Tunis - Le blocage politique en Tunisie, le manque des ressources financières en Algérie et les moyens de développer la zone franche de Nouadhibou sont les principaux sujets abordés jeudi par la presse maghrébine.

"Tunisie Numérique" fait savoir que l'ancien dirigeant nahdhaoui, Lotfi Zitoun, joue les bons offices pour pousser à la rencontre entre le Président de la République, Kaïs Saïed et le président de l’ARP, Rached Ghannouchi.

"Réussira-t-il à rapprocher les deux ennemis irréductibles là où d’autres médiateurs ont lamentablement échoué ?" se demande-t-il, relevant que cette médiation intervient alors que des millions de téléspectateurs assistent, effrayés, à l’agonie lente des Tunisiens touchés par le Covid et dont certains dorment dans les couloirs des hôpitaux délabrés de Kairouan, de Béja et d’ailleurs.

Alors que devant une situation sanitaire exceptionnelle, le Conseil national de sécurité devait se réunir en urgence, rappelle-t-il, relevant que le président Saeïd rechigne à s’assoir autour de la même table que Rached Ghannouchi, lequel, en sa qualité de président de l’ARP en est un membre permanent.

"C’est dire le degré d’animosité qui règne chez les deux hommes et qui rend leurs relations si exécrables, voire épidermiques.
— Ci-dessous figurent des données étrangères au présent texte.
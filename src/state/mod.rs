//! Process-wide shared state.
//!
//! Everything here is cheap to clone and shared between the interceptors, the
//! subscription protocol and the application.

mod base_url;
mod connectivity;
mod session;

pub use base_url::{BaseUrlCache, BaseUrlDiscovery, DEFAULT_DISCOVERY_FIELD, HttpDiscovery};
pub use connectivity::{ConnectivityMonitor, ProbeConfig};
pub use session::{ReloginReason, SessionStore};

/// Shared state bundle handed to the standard interceptor stack.
#[derive(Debug, Clone, Default)]
pub struct SharedState {
    /// Online/offline flag.
    pub connectivity: ConnectivityMonitor,
    /// Cached base URL.
    pub base_url: BaseUrlCache,
    /// Current credential.
    pub session: SessionStore,
}

impl SharedState {
    /// Fresh state with a known base URL.
    pub fn with_base_url(base_url: impl Into<String>) -> Self {
        Self {
            base_url: BaseUrlCache::new(Some(base_url.into())),
            ..Self::default()
        }
    }
}
//! Response normalization against the `{ resultCode, ...payload }` envelope.

use async_trait::async_trait;
use tracing::{error, warn};

use crate::core::{ApiFailure, ResultCode};
use crate::http::descriptor::ResponseType;
use crate::http::error::PipelineError;
use crate::http::interceptor::Interceptor;
use crate::http::response::{ResponseBody, ResponseEnvelope};

/// Turns non-zero result codes into [`PipelineError::Application`].
///
/// Text and byte responses pass through, as does anything marked for a replay
/// in flight. A missing body is rejected; a missing result code is accepted
/// with a warning.
#[derive(Debug, Clone, Copy, Default)]
pub struct NormalizeInterceptor;

impl NormalizeInterceptor {
    /// Create the stage.
    pub fn new() -> Self {
        Self
    }
}

#[async_trait]
impl Interceptor for NormalizeInterceptor {
    fn name(&self) -> &'static str {
        "normalize"
    }

    async fn on_response(
        &self,
        response: ResponseEnvelope,
    ) -> Result<ResponseEnvelope, PipelineError> {
        let request = &response.request;
        if request.ignore_response_transformation
            || matches!(request.response_type, ResponseType::Text | ResponseType::Bytes)
        {
            return Ok(response);
        }

        let body = match &response.body {
            ResponseBody::Empty => {
                error!(url = %request.url, status = response.status, "empty response body");
                return Err(PipelineError::EmptyResponse {
                    response: Box::new(response),
                });
            }
            ResponseBody::Json(body) => body,
            ResponseBody::Text(_) | ResponseBody::Bytes(_) => {
                error!(url = %request.url, status = response.status, "response body is not JSON");
                return Err(PipelineError::Malformed {
                    reason: "expected a JSON body".into(),
                    response: Box::new(response),
                });
            }
        };

        match ResultCode::from_body(body) {
            None => {
                warn!(url = %request.url, "response has no result code");
                Ok(response)
            }
            Some(ResultCode::Success) => Ok(response),
            Some(code) => {
                let failure = ApiFailure::new(code, body.clone());
                Err(PipelineError::Application {
                    failure,
                    response: Box::new(response),
                })
            }
        }
    }
}
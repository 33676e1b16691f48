//! Base URL cache with optional discovery.

use std::fmt;
use std::sync::Arc;

use async_trait::async_trait;
use serde_json::Value;
use tokio::sync::{Mutex, watch};
use tracing::{debug, info, warn};

use crate::http::{HttpTransport, Method, PipelineError, RequestDescriptor};

/// Field read from the discovery response by [`HttpDiscovery`].
pub const DEFAULT_DISCOVERY_FIELD: &str = "apiUrl";

/// Looks up the base URL when none is cached.
#[async_trait]
pub trait BaseUrlDiscovery: Send + Sync {
    /// Return the base URL, without the API prefix.
    async fn discover(&self) -> Result<String, PipelineError>;
}

/// Discovers the base URL by fetching a JSON document and reading one field.
pub struct HttpDiscovery {
    transport: Arc<dyn HttpTransport>,
    url: String,
    field: String,
}

impl HttpDiscovery {
    /// Fetch `url` and read [`DEFAULT_DISCOVERY_FIELD`].
    pub fn new(transport: Arc<dyn HttpTransport>, url: impl Into<String>) -> Self {
        Self {
            transport,
            url: url.into(),
            field: DEFAULT_DISCOVERY_FIELD.to_string(),
        }
    }

    /// Read a different field.
    pub fn with_field(mut self, field: impl Into<String>) -> Self {
        self.field = field.into();
        self
    }
}

#[async_trait]
impl BaseUrlDiscovery for HttpDiscovery {
    async fn discover(&self) -> Result<String, PipelineError> {
        let request = RequestDescriptor::new(Method::GET, self.url.clone()).without_auth();
        let response = self.transport.send(request).await?;
        if !(200..300).contains(&response.status) {
            return Err(PipelineError::Status {
                response: Box::new(response),
            });
        }

        response
            .body
            .as_json()
            .and_then(|body| body.get(&self.field))
            .and_then(Value::as_str)
            .map(str::to_string)
            .ok_or_else(|| {
                PipelineError::BaseUrl(format!("discovery response has no `{}`", self.field))
            })
    }
}

impl fmt::Debug for HttpDiscovery {
    fn fmt(&self, f: &mut fmt::Formatter<'_>) -> fmt::Result {
        f.debug_struct("HttpDiscovery")
            .field("url", &self.url)
            .field("field", &self.field)
            .finish()
    }
}

/// Cached base URL. Cheap to clone; clones share the cache.
#[derive(Clone)]
pub struct BaseUrlCache {
    url: Arc<watch::Sender<Option<String>>>,
    discovery: Option<Arc<dyn BaseUrlDiscovery>>,
    lookup: Arc<Mutex<()>>,
}

impl Default for BaseUrlCache {
    fn default() -> Self {
        Self::new(None)
    }
}

impl BaseUrlCache {
    /// Create a cache, optionally pre-populated.
    pub fn new(initial: Option<String>) -> Self {
        let (url, _) = watch::channel(initial);
        Self {
            url: Arc::new(url),
            discovery: None,
            lookup: Arc::new(Mutex::new(())),
        }
    }

    /// Use `discovery` when the cache is empty.
    pub fn with_discovery(mut self, discovery: Arc<dyn BaseUrlDiscovery>) -> Self {
        self.discovery = Some(discovery);
        self
    }

    /// Current cached value.
    pub fn get(&self) -> Option<String> {
        self.url.borrow().clone()
    }

    /// Replace the cached value.
    pub fn set(&self, url: impl Into<String>) {
        let url = url.into();
        info!(%url, "base url set");
        self.url.send_replace(Some(url));
    }

    /// Drop the cached value so the next request rediscovers it.
    pub fn clear(&self) {
        self.url.send_replace(None);
    }

    /// Watch the value.
    pub fn subscribe(&self) -> watch::Receiver<Option<String>> {
        self.url.subscribe()
    }

    /// Cached value, or the result of discovery.
    ///
    /// Concurrent callers share a single discovery round trip. Without a
    /// discovery source the call suspends until [`set`](Self::set) is called.
    pub async fn resolve(&self) -> Result<String, PipelineError> {
        if let Some(url) = self.get() {
            return Ok(url);
        }
        let Some(discovery) = &self.discovery else {
            debug!("waiting for base url");
            let mut rx = self.url.subscribe();
            let url = rx
                .wait_for(Option::is_some)
                .await
                .map_err(|_| PipelineError::BaseUrl("base url source dropped".into()))?;
            return (*url)
                .clone()
                .ok_or_else(|| PipelineError::BaseUrl("base url cleared".into()));
        };

        let _guard = self.lookup.lock().await;
        if let Some(url) = self.get() {
            return Ok(url);
        }

        debug!("discovering base url");
        match discovery.discover().await {
            Ok(url) => {
                self.set(url.clone());
                Ok(url)
            }
            Err(e) => {
                warn!(error = %e, "base url discovery failed");
                Err(PipelineError::BaseUrl(e.to_string()))
            }
        }
    }
}

impl fmt::Debug for BaseUrlCache {
    fn fmt(&self, f: &mut fmt::Formatter<'_>) -> fmt::Result {
        f.debug_struct("BaseUrlCache")
            .field("url", &self.get())
            .field("discovery", &self.discovery.is_some())
            .finish()
    }
}
//! Error types shared across the crate.

use std::fmt;

use thiserror::Error;

use crate::http::PipelineError;
use crate::ws::{ProtocolError, SubscriptionError};

/// Terminal phase of a [`Deferred`](super::Deferred) at the time of a failed completion.
#[derive(Debug, Clone, Copy, PartialEq, Eq)]
pub enum DeferredPhase {
    /// No value yet.
    Pending,
    /// Completed with a value.
    Resolved,
    /// Completed with a rejection.
    Rejected,
}

impl fmt::Display for DeferredPhase {
    fn fmt(&self, f: &mut fmt::Formatter<'_>) -> fmt::Result {
        match self {
            DeferredPhase::Pending => f.write_str("pending"),
            DeferredPhase::Resolved => f.write_str("resolved"),
            DeferredPhase::Rejected => f.write_str("rejected"),
        }
    }
}

/// Errors raised by a single-assignment future.
#[derive(Debug, Error, Clone, Copy, PartialEq, Eq)]
pub enum DeferredError {
    /// A second completion was attempted. This is a correlation bug.
    #[error("deferred already completed ({state})")]
    AlreadyCompleted {
        /// Phase the deferred was already in.
        state: DeferredPhase,
    },
}

/// Top-level tether errors.
#[derive(Debug, Error)]
pub enum TetherError {
    /// HTTP pipeline error.
    #[error("pipeline error: {0}")]
    Pipeline(#[from] PipelineError),

    /// Subscription protocol error.
    #[error("protocol error: {0}")]
    Protocol(#[from] ProtocolError),

    /// Subscription lifecycle error.
    #[error("subscription error: {0}")]
    Subscription(#[from] SubscriptionError),

    /// Deferred completion error.
    #[error("deferred error: {0}")]
    Deferred(#[from] DeferredError),

    /// Configuration error.
    #[error("configuration error: {0}")]
    Config(String),
}
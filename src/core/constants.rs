//! Protocol and transport constants.
//!
//! Values the server contract fixes (goal tags, result codes) live next to the
//! tunable defaults used by the config builders.

use std::time::Duration;

use ::http::header::{AUTHORIZATION, HeaderName};

// =============================================================================
// RESULT CODES (HTTP envelope and socket replies)
// =============================================================================

/// Result code reported by the server on success.
pub const RESULT_CODE_SUCCESS: i64 = 0;

/// Result code reported when the credential is missing, expired or revoked.
pub const RESULT_CODE_UNAUTHORIZED: i64 = 2;

/// Field carrying the result code in every response body.
pub const RESULT_CODE_FIELD: &str = "resultCode";

/// Field carrying the optional human-readable result message.
pub const RESULT_CODE_MESSAGE_FIELD: &str = "resultCodeMessage";

// =============================================================================
// PACKET GOALS (subscription protocol)
// =============================================================================

/// Authenticate the socket session.
pub const GOAL_AUTH: u8 = 1;

/// Announce client presence.
pub const GOAL_PRESENCE: u8 = 2;

/// Open a subscription.
pub const GOAL_SUBSCRIBE: u8 = 3;

/// Close a subscription.
pub const GOAL_UNSUBSCRIBE: u8 = 4;

/// Query connection status.
pub const GOAL_STATUS: u8 = 5;

/// Server push for an established subscription.
pub const GOAL_DATA: u8 = 6;

// =============================================================================
// SUBSCRIPTION OPERATIONS
// =============================================================================

/// Entity created.
pub const OPERATION_CREATE: u8 = 1;

/// Entity updated.
pub const OPERATION_UPDATE: u8 = 2;

/// Entity deleted.
pub const OPERATION_DELETE: u8 = 4;

// =============================================================================
// REQUEST PIPELINE
// =============================================================================

/// Fixed API segment joined between the base URL and the request path.
pub const DEFAULT_API_PREFIX: &str = "api/v1";

/// Default per-request timeout applied by the HTTP transport.
pub const DEFAULT_REQUEST_TIMEOUT: Duration = Duration::from_secs(30);

/// Default credential header.
pub const DEFAULT_CREDENTIAL_HEADER: HeaderName = AUTHORIZATION;

/// Default credential scheme prefixed to the token.
pub const DEFAULT_CREDENTIAL_SCHEME: &str = "Bearer";

/// Body field carrying the credential expiry (epoch milliseconds).
pub const DEFAULT_EXPIRY_FIELD: &str = "tokenExpiresAt";

// =============================================================================
// RESILIENCE
// =============================================================================

/// Silent replays allowed for one caller-visible request.
pub const MAX_RETRIES: u32 = 3;

/// HTTP statuses treated as "server unavailable".
///
/// A missing status (no response at all) is always treated as unavailable.
pub const UNAVAILABLE_STATUSES: &[u16] = &[502, 503, 504, 520, 521, 522, 523, 524];

/// Paths never replayed: availability probes and terminal session actions.
pub const EXEMPT_PATHS: &[&str] = &["status/ping", "auth/login", "auth/logout"];

/// Availability endpoint polled by the connectivity probe.
pub const DEFAULT_PROBE_PATH: &str = "status/ping";

/// Interval between availability probes while offline.
pub const DEFAULT_PROBE_INTERVAL: Duration = Duration::from_secs(5);

// =============================================================================
// SOCKET
// =============================================================================

/// How long a packet waits for its reply before being rejected.
pub const DEFAULT_REPLY_TIMEOUT: Duration = Duration::from_secs(30);

/// Capacity of the outbound frame queue.
pub const DEFAULT_OUTBOUND_CAPACITY: usize = 256;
Et qui a sans doute poussé Lotfi Zitoun à proposer sa médiation", commente-t-il.

Et c’est dans ce contexte que l’ex-ministre des Affaires locales et de l’Environnement, Lotfi Zitoun, réputé être très proche du leader historique d’Ennahdha, bien qu’il ait claqué avec fracas les portes de son parti, est intervenu pour proposer ses bons offices, explique-t-il. Ainsi, l’enfant terrible d’Ennahdha connu pour la finesse de ses analyses politiques et l’audace de ses positions même vis-à-vis de son ancien mentor, s’est réuni mardi dernier au palais du Bardo avec Ghannouchi, fait-il savoir.

Il indique que dans un post publié sur sa page officielle, le président de l’ARP et du parti Ennahdha, Rached Ghannouchi, estime que "le dialogue est la meilleure des solutions" en ajoutant avoir eu une rencontre avec Lotfi Zitoun, "à la demande de ce dernier".

Comment interpréter cette mystérieuse phrase ? se demande-t-il, notant que le cheikh de Montplaisir tient à souligner qu’il n’était pas à l’origine de cette initiative, amour propre oblige.

Il fait savoir que d’ailleurs, en signe d’apaisement et pour ne pas brûler la politesse au président, le cheikh a décidé le report de la diffusion de l’interview qu’il devait accorder à la chaîne de télévision, Hannibal TV, laquelle était initialement programmée pour la soirée du mardi 22 juin 2021.

Kaïs Saïed a rappelé, dans un communiqué, "qu’afin que le dialogue soit réellement national, il est indispensable que des représentants des jeunes de tout le pays y prennent part", indique le média.

Selon la même source, le communiqué ajoute que "cette rencontre a été l’occasion de lever certaines ambiguïtés. Et de souligner, notamment, que le président de la République n’est pas là pour attester du patriotisme des personnes ou de leur non patriotisme".

Pour sa part, "Tunisie Numérique" relève que le secrétaire général adjoint et porte-parole de l’Union Générale des travailleurs Tunisiens, Sami Tahri, a démenti les propos tenus par l’ex-dirigeant d’Ennahdha, Lotfi Zitoun, en rapport avec le contenu de son entretien avec le secrétaire général de l’UGTT, Noureddine Tabboubi.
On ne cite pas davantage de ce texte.